With IfC’s automatically-generated cloud specifications, 10x improvements in developer productivity and deployment speed are possible. Developers can incorporate new cloud services - data sources, APIs, authentication, notifications, etc. - by importing libraries; there’s no need for DevOps to manually configure the added services. In addition, testing cycles are collapsed as one can test both on a local machine and in the cloud in a rapid-fire sequence. Further, best-practice security measures are consistently applied across all applications and environments.
How IfC works
How does Infrastructure from Code achieve automated creation of cloud resource configuration? It relies on simple reference conventions being embedded in normal programming code to indicate what cloud services are needed. For example, starting a programming function’s name with “get_” implies that REST APIs are invoked and therefore an API Gateway needs to be configured.
The cloud compiler applies baseline assumptions of what an appropriate environment configuration looks like for an application and the services it calls. This is ideal for quick solution proof-of-concept or the creation of a minimally viable product (MVP). To migrate software from a PoC to enterprise-wide production, the cloud environment likely will involve security, price and performance hardening of the environment to fit the practices of an enterprise. Nonetheless, 80% or more of an organisation’s configuration will be created out-of-the-box by the IfC compiler.

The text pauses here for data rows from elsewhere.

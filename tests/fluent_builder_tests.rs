//! Integration tests for the staged builders.
//!
//! These tests verify that builders stage children locally and that commits
//! issue the parent call first, then one call per child in attach order.

mod common;

use arm_fluent::cdn::{GeoFilterAction, Profile, Profiles, SkuName};
use arm_fluent::rest::{CommitAction, Constituent, ValidationError};
use arm_fluent::{ArmError, Region};
use common::{client, rg_url, SpyTransport};
use serde_json::json;
use std::sync::Arc;

fn profile_json(name: &str) -> serde_json::Value {
    json!({
        "id": format!("/subscriptions/sub1/resourceGroups/rg1/providers/Microsoft.Cdn/profiles/{name}"),
        "name": name,
        "type": "Microsoft.Cdn/profiles",
        "location": "centralus",
        "sku": { "name": "Standard_Akamai" },
        "properties": { "resourceState": "Active", "provisioningState": "Succeeded" }
    })
}

fn endpoint_json(name: &str, origin: &str) -> serde_json::Value {
    json!({
        "name": name,
        "location": "centralus",
        "properties": {
            "hostName": format!("{name}.azureedge.net"),
            "isHttpAllowed": true,
            "origins": [{ "name": "origin", "properties": { "hostName": origin } }]
        }
    })
}

fn conflict() -> serde_json::Value {
    json!({ "error": { "code": "Conflict", "message": "Endpoint name already taken" } })
}

fn profile_url(name: &str) -> String {
    format!("{}/providers/Microsoft.Cdn/profiles/{name}", rg_url("rg1"))
}

/// Loads profile `p1` with endpoints `ep1` and `ep2`.
async fn load_profile(spy: &Arc<SpyTransport>) -> Profile {
    spy.respond(200, profile_json("p1")).respond(
        200,
        json!({ "value": [
            endpoint_json("ep1", "one.example.com"),
            endpoint_json("ep2", "two.example.com")
        ] }),
    );
    Profiles::new(client(spy))
        .get_by_resource_group("rg1", "p1")
        .await
        .unwrap()
}

// ============================================================================
// Definition
// ============================================================================

#[tokio::test]
async fn test_attach_stages_one_child_without_requests() {
    let spy = SpyTransport::new();

    let definition = Profiles::new(client(&spy))
        .define("p1")
        .with_region(Region::us_central())
        .with_existing_resource_group("rg1")
        .with_standard_akamai_sku()
        .define_new_endpoint("ep1")
        .with_origin("origin.example.com")
        .with_http_port(8080)
        .attach();

    assert_eq!(definition.pending_endpoints().len(), 1);
    assert!(definition.pending_endpoints().contains("ep1"));
    assert_eq!(spy.calls(), 0);
}

#[tokio::test]
async fn test_create_without_children_issues_one_call() {
    let spy = SpyTransport::new();
    spy.respond(201, profile_json("p1"));

    let profile = Profiles::new(client(&spy))
        .define("p1")
        .with_region(Region::us_central())
        .with_existing_resource_group("rg1")
        .with_standard_akamai_sku()
        .with_tag("env", "test")
        .create()
        .await
        .unwrap();

    assert_eq!(
        spy.lines(),
        vec![format!("PUT {}?api-version=2016-04-02", profile_url("p1"))]
    );
    let sent: serde_json::Value =
        serde_json::from_str(spy.requests()[0].body.as_deref().unwrap()).unwrap();
    assert_eq!(sent["location"], "centralus");
    assert_eq!(sent["sku"]["name"], "Standard_Akamai");
    assert_eq!(sent["tags"]["env"], "test");

    assert_eq!(profile.name(), "p1");
    assert_eq!(profile.resource_group_name(), "rg1");
    assert_eq!(profile.sku(), Some(SkuName::StandardAkamai));
    assert_eq!(profile.resource_state(), Some("Active"));
    assert!(profile.endpoints().is_empty());
}

#[tokio::test]
async fn test_create_with_two_children_issues_three_calls_in_order() {
    let spy = SpyTransport::new();
    spy.respond(201, profile_json("p1"))
        .respond(201, endpoint_json("ep1", "one.example.com"))
        .respond(201, endpoint_json("ep2", "two.example.com"));

    let mut definition = Profiles::new(client(&spy))
        .define("p1")
        .with_region(Region::us_central())
        .with_existing_resource_group("rg1")
        .with_standard_akamai_sku()
        .define_new_endpoint("ep1")
        .with_origin("one.example.com")
        .attach()
        .define_new_endpoint("ep2")
        .with_origin("two.example.com")
        .with_geo_filter("/pictures/", GeoFilterAction::Block, "US")
        .attach();
    let profile = definition.create().await.unwrap();

    assert_eq!(
        spy.lines(),
        vec![
            format!("PUT {}?api-version=2016-04-02", profile_url("p1")),
            format!("PUT {}/endpoints/ep1?api-version=2016-04-02", profile_url("p1")),
            format!("PUT {}/endpoints/ep2?api-version=2016-04-02", profile_url("p1")),
        ]
    );
    let sent: serde_json::Value =
        serde_json::from_str(spy.requests()[2].body.as_deref().unwrap()).unwrap();
    assert_eq!(sent["location"], "centralus");
    assert_eq!(sent["properties"]["origins"][0]["properties"]["hostName"], "two.example.com");
    assert_eq!(sent["properties"]["geoFilters"][0]["countryCodes"][0], "US");

    assert_eq!(profile.endpoints().len(), 2);
    let ep1 = &profile.endpoints()["ep1"];
    assert_eq!(ep1.name(), "ep1");
    assert_eq!(ep1.parent_name(), Some("p1"));
    assert_eq!(ep1.host_name(), Some("ep1.azureedge.net"));
    assert!(definition.pending_endpoints().is_empty());
}

#[tokio::test]
async fn test_child_conflict_reports_aggregate_and_keeps_pending() {
    let spy = SpyTransport::new();
    spy.respond(201, profile_json("p1"))
        .respond(201, endpoint_json("ep1", "one.example.com"))
        .respond(409, conflict());

    let mut definition = Profiles::new(client(&spy))
        .define("p1")
        .with_region(Region::us_central())
        .with_existing_resource_group("rg1")
        .with_standard_akamai_sku()
        .define_new_endpoint("ep1")
        .with_origin("one.example.com")
        .attach()
        .define_new_endpoint("ep2")
        .with_origin("two.example.com")
        .attach();
    let error = definition.create().await.unwrap_err();

    assert_eq!(spy.calls(), 3);
    let ArmError::Commit(commit) = error else {
        panic!("expected a commit error, got {error:?}");
    };
    assert!(!commit.parent_failed());
    assert_eq!(commit.failed_children(), vec!["ep2"]);
    let failure = commit.failure_for("ep2").unwrap();
    assert!(matches!(
        failure.constituent,
        Constituent::Child {
            action: CommitAction::Create,
            ..
        }
    ));
    assert_eq!(failure.error.cloud_error().unwrap().code, "Conflict");
    assert_eq!(definition.pending_endpoints().len(), 2);
}

#[tokio::test]
async fn test_parent_failure_skips_children() {
    let spy = SpyTransport::new();
    spy.respond(409, conflict());

    let mut definition = Profiles::new(client(&spy))
        .define("p1")
        .with_region(Region::us_central())
        .with_existing_resource_group("rg1")
        .with_premium_verizon_sku()
        .with_new_endpoint("one.example.com");
    let error = definition.create().await.unwrap_err();

    assert_eq!(spy.calls(), 1);
    let ArmError::Commit(commit) = error else {
        panic!("expected a commit error, got {error:?}");
    };
    assert!(commit.parent_failed());
    assert!(commit.failed_children().is_empty());
    assert_eq!(definition.pending_endpoints().len(), 1);
}

#[tokio::test]
async fn test_blank_resource_group_fails_locally() {
    let spy = SpyTransport::new();

    let error = Profiles::new(client(&spy))
        .define("p1")
        .with_region(Region::us_central())
        .with_existing_resource_group("")
        .with_standard_verizon_sku()
        .create()
        .await
        .unwrap_err();

    assert!(matches!(
        error,
        ArmError::Validation(ValidationError::MissingParameter { ref parameter, .. })
            if parameter == "resourceGroupName"
    ));
    assert_eq!(spy.calls(), 0);
}

#[tokio::test]
async fn test_blank_child_name_fails_before_parent_call() {
    let spy = SpyTransport::new();
    spy.respond(201, profile_json("p1"));

    let mut definition = Profiles::new(client(&spy))
        .define("p1")
        .with_region(Region::us_central())
        .with_existing_resource_group("rg1")
        .with_standard_akamai_sku()
        .define_new_endpoint("")
        .with_origin("origin.example.com")
        .attach();
    let error = definition.create().await.unwrap_err();

    assert!(matches!(
        error,
        ArmError::Validation(ValidationError::MissingParameter { operation, ref parameter })
            if operation == "Endpoints.create" && parameter == "endpointName"
    ));
    assert_eq!(spy.calls(), 0);
    assert_eq!(definition.pending_endpoints().len(), 1);
}

#[tokio::test]
async fn test_new_endpoint_is_named_after_origin() {
    let spy = SpyTransport::new();

    let definition = Profiles::new(client(&spy))
        .define("p1")
        .with_region(Region::us_west())
        .with_existing_resource_group("rg1")
        .with_premium_verizon_sku()
        .with_new_endpoint("supername.cloudapp.net")
        .with_new_endpoint("other.cloudapp.net");

    let names = definition.pending_endpoints().names();
    assert_eq!(names, vec!["supername-cloudapp-net-1", "other-cloudapp-net-2"]);
}

// ============================================================================
// Update
// ============================================================================

#[tokio::test]
async fn test_get_loads_profile_and_endpoints() {
    let spy = SpyTransport::new();
    let profile = load_profile(&spy).await;

    assert_eq!(spy.calls(), 2);
    assert_eq!(profile.region_name(), Some("centralus"));
    let names: Vec<&str> = profile.endpoints().keys().map(String::as_str).collect();
    assert_eq!(names, vec!["ep1", "ep2"]);
    assert_eq!(
        profile.endpoints()["ep2"].origin_host_name(),
        Some("two.example.com")
    );
}

#[tokio::test]
async fn test_apply_patches_parent_then_children() {
    let spy = SpyTransport::new();
    let mut profile = load_profile(&spy).await;
    let mut patched = profile_json("p1");
    patched["tags"] = json!({ "provider": "cdn" });
    spy.respond(200, patched)
        .respond(200, endpoint_json("ep1", "one.example.com"))
        .respond_empty(204)
        .respond(201, endpoint_json("ep3", "three.example.com"));

    profile
        .update()
        .with_tag("provider", "cdn")
        .update_endpoint("ep1")
        .without_geo_filters()
        .with_http_allowed(true)
        .parent()
        .without_endpoint("ep2")
        .define_new_endpoint("ep3")
        .with_origin("three.example.com")
        .attach()
        .apply()
        .await
        .unwrap();

    let lines = spy.lines();
    assert_eq!(lines.len(), 6);
    assert_eq!(lines[2], format!("PATCH {}?api-version=2016-04-02", profile_url("p1")));
    assert_eq!(
        lines[3],
        format!("PATCH {}/endpoints/ep1?api-version=2016-04-02", profile_url("p1"))
    );
    assert_eq!(
        lines[4],
        format!("DELETE {}/endpoints/ep2?api-version=2016-04-02", profile_url("p1"))
    );
    assert_eq!(
        lines[5],
        format!("PUT {}/endpoints/ep3?api-version=2016-04-02", profile_url("p1"))
    );

    let sent: serde_json::Value =
        serde_json::from_str(spy.requests()[3].body.as_deref().unwrap()).unwrap();
    assert_eq!(sent["properties"]["geoFilters"], json!([]));
    assert_eq!(sent["properties"]["isHttpAllowed"], true);

    assert_eq!(profile.tags().get("provider").map(String::as_str), Some("cdn"));
    let names: Vec<&str> = profile.endpoints().keys().map(String::as_str).collect();
    assert_eq!(names, vec!["ep1", "ep3"]);
}

#[tokio::test]
async fn test_update_of_unknown_endpoint_fails_before_sending() {
    let spy = SpyTransport::new();
    let mut profile = load_profile(&spy).await;

    let error = profile
        .update()
        .with_tag("provider", "cdn")
        .update_endpoint("missing")
        .with_http_allowed(false)
        .parent()
        .apply()
        .await
        .unwrap_err();

    assert!(matches!(
        error,
        ArmError::Validation(ValidationError::UnknownChild { ref name, .. }) if name == "missing"
    ));
    assert_eq!(spy.calls(), 2);
    assert!(profile.tags().is_empty());
}

#[tokio::test]
async fn test_blank_removal_fails_before_parent_call() {
    let spy = SpyTransport::new();
    let mut profile = load_profile(&spy).await;
    spy.respond(200, profile_json("p1"));

    let error = profile
        .update()
        .with_tag("provider", "cdn")
        .without_endpoint("")
        .apply()
        .await
        .unwrap_err();

    assert!(matches!(
        error,
        ArmError::Validation(ValidationError::MissingParameter { operation, ref parameter })
            if operation == "Endpoints.delete" && parameter == "endpointName"
    ));
    assert_eq!(spy.calls(), 2);
    assert!(profile.tags().is_empty());
}

#[tokio::test]
async fn test_new_endpoint_skips_names_already_in_use() {
    let spy = SpyTransport::new();
    spy.respond(200, profile_json("p1")).respond(
        200,
        json!({ "value": [
            endpoint_json("ep1", "one.example.com"),
            endpoint_json("one-example-com-3", "one.example.com")
        ] }),
    );
    let mut profile = Profiles::new(client(&spy))
        .get_by_resource_group("rg1", "p1")
        .await
        .unwrap();

    let update = profile
        .update()
        .with_new_endpoint("one.example.com")
        .define_new_endpoint("one-example-com-5")
        .with_origin("one.example.com")
        .attach()
        .with_new_endpoint("one.example.com");

    assert_eq!(
        update.pending_endpoints().names(),
        vec!["one-example-com-4", "one-example-com-5", "one-example-com-6"]
    );
    assert_eq!(spy.calls(), 2);
}

#[tokio::test]
async fn test_failed_apply_leaves_profile_unchanged() {
    let spy = SpyTransport::new();
    let mut profile = load_profile(&spy).await;
    spy.respond(200, profile_json("p1")).respond(409, conflict());

    let mut update = profile.update().without_endpoint("ep2");
    let error = update.apply().await.unwrap_err();

    assert!(matches!(error, ArmError::Commit(ref commit) if commit.failed_children() == vec!["ep2"]));
    assert_eq!(update.pending_endpoints().len(), 1);
    drop(update);
    assert_eq!(profile.endpoints().len(), 2);
}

Game-changing possibilities for the cloud
The potential of fast-evolving IfC tools is even broader than the current benefits listed above. The cloud compiler isolates considerations of which cloud platform is used in one’s environment from the applications themselves. Organisations are free to switch cloud vendors for technical or financial reasons (or just to improve their negotiating position), or, further yet, flexibly administer a multi-cloud environment.
The intelligence that IfC captures about one’s cloud environment enhances the possibilities for automatically optimising the performance and operating cost of applications and services in that environment. Support for cloud portability and machine learning-based, performance optimisation likely will appear in IfC frameworks later in 2022.
While cloud computing is becoming easier to adopt and more agile to use, complicated deployment efforts have deterred innovation and kept costs elevated. With Infrastructure as - and now, from - Code, one of the major barriers to cloud usage is minimised, clearing the path toward the greater democratisation of code.